**** RECORDS FOR THIS TASK ****

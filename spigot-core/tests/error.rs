#[cfg(test)]
mod tests {
    use spigot_core::{Error, ErrorKind};

    #[test]
    fn kinds_are_distinguishable() {
        assert!(Error::invalid_argument("x").is_invalid_argument());
        assert!(Error::state_conflict("x").is_state_conflict());
        assert!(Error::msg("x").is_session());
        let advance = Error::advance(Error::msg("cause"));
        assert!(advance.is_advance());
        assert!(matches!(advance.kind(), ErrorKind::Advance(..)));
    }

    #[test]
    fn advance_wraps_its_cause() {
        let error = Error::advance(Error::state_conflict("cursor misuse"));
        assert!(error.to_string().contains("row advance failed"));
        assert!(error.to_string().contains("cursor misuse"));
        assert!(std::error::Error::source(&error).is_some());
    }

    #[test]
    fn suppressed_faults_are_ordered_and_kept() {
        let mut error = Error::msg("primary");
        error.suppress(Error::msg("first cleanup"));
        error.suppress(Error::msg("second cleanup"));
        assert_eq!(error.suppressed().len(), 2);
        let rendered = error.to_string();
        let primary = rendered.find("primary").unwrap();
        let first = rendered.find("first cleanup").unwrap();
        let second = rendered.find("second cleanup").unwrap();
        assert!(primary < first);
        assert!(first < second);
    }

    #[test]
    fn session_faults_carry_arbitrary_error_types() {
        let io = std::io::Error::new(std::io::ErrorKind::BrokenPipe, "pipe");
        let error = Error::session(io);
        assert!(error.is_session());
        assert!(error.to_string().contains("pipe"));
        let error: Error = anyhow::anyhow!("from anyhow").into();
        assert!(error.is_session());
    }
}
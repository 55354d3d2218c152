//! Spigot: named-parameter SQL for Rust.
//!
//! Write SQL with `:named` placeholders, bind values or lists to the names
//! in any order, and execute the statement through a plain row-cursor
//! database session. Named parameters never reach the backend: the parsed
//! statement expands them into standard positional `?` placeholders before
//! `prepare`, list bindings into one placeholder per element.
//!
//! ```rust,ignore
//! use spigot::{CursorExt, NamedStatement};
//!
//! let statement = NamedStatement::parse(
//!     "SELECT id FROM orders WHERE status IN :statuses AND amount > :floor",
//! )?;
//! let ids = statement
//!     .binder()
//!     .bind_list("statuses", ["OPEN", "HELD"])?
//!     .bind("floor", 250)?
//!     .fetch_all(&mut session, |row: &dyn spigot::Cursor| row.get::<i64>(0))?;
//! ```
//!
//! The statement is parsed once and is safe to reuse concurrently; binders
//! and binding accumulators are immutable and fan out on every bind call.
//! Batches, multi-statement scripts and a transaction wrapper with
//! guaranteed autocommit/isolation restoration sit on the same session
//! capability traits.

pub use spigot_core::*;
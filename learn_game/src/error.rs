use std::path::PathBuf;

use crate::board::Move;

/// Errors raised by the environment when a move cannot be applied.
#[derive(Debug, Clone, PartialEq, thiserror::Error)]
pub enum GameError {
    #[error("invalid move {mv:?}: {reason}")]
    InvalidMove { mv: Move, reason: InvalidMoveReason },
}

#[derive(Debug, Clone, Copy, PartialEq, Eq)]
pub enum InvalidMoveReason {
    Occupied,
    OutOfBounds,
    GameOver,
}

impl std::fmt::Display for InvalidMoveReason {
    fn fmt(&self, f: &mut std::fmt::Formatter<'_>) -> std::fmt::Result {
        match self {
            Self::Occupied => write!(f, "cell is already occupied"),
            Self::OutOfBounds => write!(f, "cell is outside the 3x3 board"),
            Self::GameOver => write!(f, "game is already over"),
        }
    }
}

/// Errors that can occur while reading a checkpoint back into memory.
///
/// A failed load never leaves an agent or the statistics half-updated.
#[derive(Debug, thiserror::Error)]
pub enum ModelLoadError {
    #[error("checkpoint not found: {path}")]
    Missing {
        path: PathBuf,
        source: std::io::Error,
    },

    #[error("failed to decode checkpoint {path}: {message}")]
    Corrupt { path: PathBuf, message: String },

    #[error("checkpoint {path} holds a '{found}' agent, expected '{expected}'")]
    KindMismatch {
        path: PathBuf,
        expected: String,
        found: String,
    },

    #[error("checkpoint {path} is malformed: {message}")]
    Schema { path: PathBuf, message: String },
}

/// Errors that can occur while writing a checkpoint.
#[derive(Debug, thiserror::Error)]
pub enum CheckpointError {
    #[error("I/O error while writing {path}: {source}")]
    Io {
        path: PathBuf,
        source: std::io::Error,
    },

    #[error("failed to encode pickle: {0}")]
    Pickle(#[from] serde_pickle::Error),

    #[error("failed to encode JSON: {0}")]
    Json(#[from] serde_json::Error),
}

/// Hyperparameters or configuration files that cannot be used.
#[derive(Debug, thiserror::Error)]
pub enum ConfigurationError {
    #[error("{name} = {value} is out of range ({expected})")]
    OutOfRange {
        name: &'static str,
        value: f64,
        expected: &'static str,
    },

    #[error("{0}")]
    Invalid(String),

    #[error("failed to read config file {path}: {source}")]
    FileRead {
        path: PathBuf,
        source: std::io::Error,
    },

    #[error("failed to parse TOML: {0}")]
    TomlParse(#[from] toml::de::Error),
}

/// Errors that abort a training run.
#[derive(Debug, thiserror::Error)]
pub enum TrainingError {
    #[error("agent '{agent}' chose an illegal move: {source}")]
    IllegalMove {
        agent: String,
        #[source]
        source: GameError,
    },

    #[error("agent '{agent}' returned no move although {legal} moves were legal")]
    NoMoveChosen { agent: String, legal: usize },

    #[error("checkpoint error: {0}")]
    Checkpoint(#[from] CheckpointError),
}
use crate::board::{Move, StateKey};
use itertools::Itertools;
use serde::de::{self, Deserializer, MapAccess, Visitor};
use serde::ser::{SerializeMap, Serializer};
use serde::{Deserialize, Serialize};
use std::collections::BTreeMap;
use std::fmt;
use std::marker::PhantomData;
use std::ops::Deref;

#[derive(Clone, Debug, Default, PartialEq, Serialize, Deserialize)]
#[serde(bound(serialize = "V: Serialize", deserialize = "V: Deserialize<'de>"))]
pub struct Moves<V> {
    #[serde(serialize_with = "serialize_moves")]
    #[serde(deserialize_with = "deserialize_moves")]
    moves: BTreeMap<Move, V>,
}

impl<V> Deref for Moves<V> {
    type Target = BTreeMap<Move, V>;
    fn deref(&self) -> &Self::Target {
        &self.moves
    }
}

/// Mapping from state to per-move entries.
///
/// Reads through [`ValueTable::get`] never insert; only [`ValueTable::entry`]
/// grows the table.
#[derive(Clone, Debug, PartialEq, Serialize, Deserialize)]
#[serde(bound(serialize = "V: Serialize", deserialize = "V: Deserialize<'de>"))]
pub struct ValueTable<V> {
    states: BTreeMap<StateKey, Moves<V>>,
}

impl<V> Default for ValueTable<V> {
    fn default() -> Self {
        ValueTable {
            states: BTreeMap::new(),
        }
    }
}

impl<V> Deref for ValueTable<V> {
    type Target = BTreeMap<StateKey, Moves<V>>;
    fn deref(&self) -> &Self::Target {
        &self.states
    }
}

impl<V: Copy + Default> ValueTable<V> {
    pub fn new() -> Self {
        Self::default()
    }

    /// Stored entry, or `V::default()` when the pair was never written.
    pub fn get(&self, key: &StateKey, mv: &Move) -> V {
        self.states
            .get(key)
            .and_then(|moves| moves.get(mv))
            .copied()
            .unwrap_or_default()
    }

    pub fn entry(&mut self, key: StateKey, mv: Move) -> &mut V {
        self.states
            .entry(key)
            .or_default()
            .moves
            .entry(mv)
            .or_default()
    }

    pub fn pair_count(&self) -> usize {
        self.states.values().map(|moves| moves.len()).sum()
    }
}

pub type QTable = ValueTable<f32>;

impl QTable {
    /// Largest estimate among `moves`, or 0.0 when `moves` is empty.
    pub fn max_value(&self, key: &StateKey, moves: &[Move]) -> f32 {
        moves
            .iter()
            .map(|mv| self.get(key, mv))
            .max_by(|value1, value2| value1.total_cmp(value2))
            .unwrap_or(0.0)
    }

    /// All moves among `moves` attaining the largest estimate.
    pub fn max_moves(&self, key: &StateKey, moves: &[Move]) -> Vec<Move> {
        moves
            .iter()
            .max_set_by(|mv1, mv2| self.get(key, *mv1).total_cmp(&self.get(key, *mv2)))
            .into_iter()
            .copied()
            .collect()
    }
}

/// Visit count and running mean reward of one (state, move) pair.
#[derive(Clone, Copy, Debug, Default, PartialEq, Serialize, Deserialize)]
pub struct ArmStats {
    pub visits: u32,
    pub mean: f32,
}

impl ArmStats {
    /// Folds one more observed reward into the running mean.
    pub fn record(&mut self, reward: f32) {
        self.visits += 1;
        self.mean += (reward - self.mean) / self.visits as f32;
    }
}

pub type VisitTable = ValueTable<ArmStats>;

impl VisitTable {
    pub fn total_visits(&self, key: &StateKey, moves: &[Move]) -> u32 {
        moves.iter().map(|mv| self.get(key, mv).visits).sum()
    }
}

fn serialize_moves<S, V>(moves: &BTreeMap<Move, V>, serializer: S) -> Result<S::Ok, S::Error>
where
    S: Serializer,
    V: Serialize,
{
    let mut map = serializer.serialize_map(Some(moves.len()))?;
    for (k, v) in moves {
        let key_str = format!("({}, {})", k.0, k.1);
        map.serialize_entry(&key_str, v)?;
    }
    map.end()
}

fn parse_move(key: &str) -> Option<Move> {
    key.trim_start_matches('(')
        .trim_end_matches(')')
        .split(',')
        .map(|part| part.trim().parse::<usize>().ok())
        .collect::<Option<Vec<usize>>>()?
        .into_iter()
        .collect_tuple()
}

fn deserialize_moves<'de, D, V>(deserializer: D) -> Result<BTreeMap<Move, V>, D::Error>
where
    D: Deserializer<'de>,
    V: Deserialize<'de>,
{
    struct MapVisitor<V> {
        marker: PhantomData<fn() -> BTreeMap<Move, V>>,
    }
    impl<'de, V: Deserialize<'de>> Visitor<'de> for MapVisitor<V> {
        type Value = BTreeMap<Move, V>;
        fn expecting(&self, formatter: &mut fmt::Formatter) -> fmt::Result {
            formatter.write_str("a map keyed by \"(row, column)\" strings")
        }
        fn visit_map<M>(self, mut access: M) -> Result<Self::Value, M::Error>
        where
            M: MapAccess<'de>,
        {
            let mut map = BTreeMap::new();
            while let Some((key, value)) = access.next_entry::<String, V>()? {
                let mv = parse_move(&key).ok_or_else(|| {
                    <M::Error as de::Error>::invalid_value(
                        de::Unexpected::Str(&key),
                        &"\"(row, column)\"",
                    )
                })?;
                map.insert(mv, value);
            }
            Ok(map)
        }
    }
    deserializer.deserialize_map(MapVisitor {
        marker: PhantomData,
    })
}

****

AIM OF THE TASK: The answer consists of the lines above that include the word "running", each copied exactly.

TASK OUTPUT:
/// Visit count and running mean reward of one (state, move) pair.
    /// Folds one more observed reward into the running mean.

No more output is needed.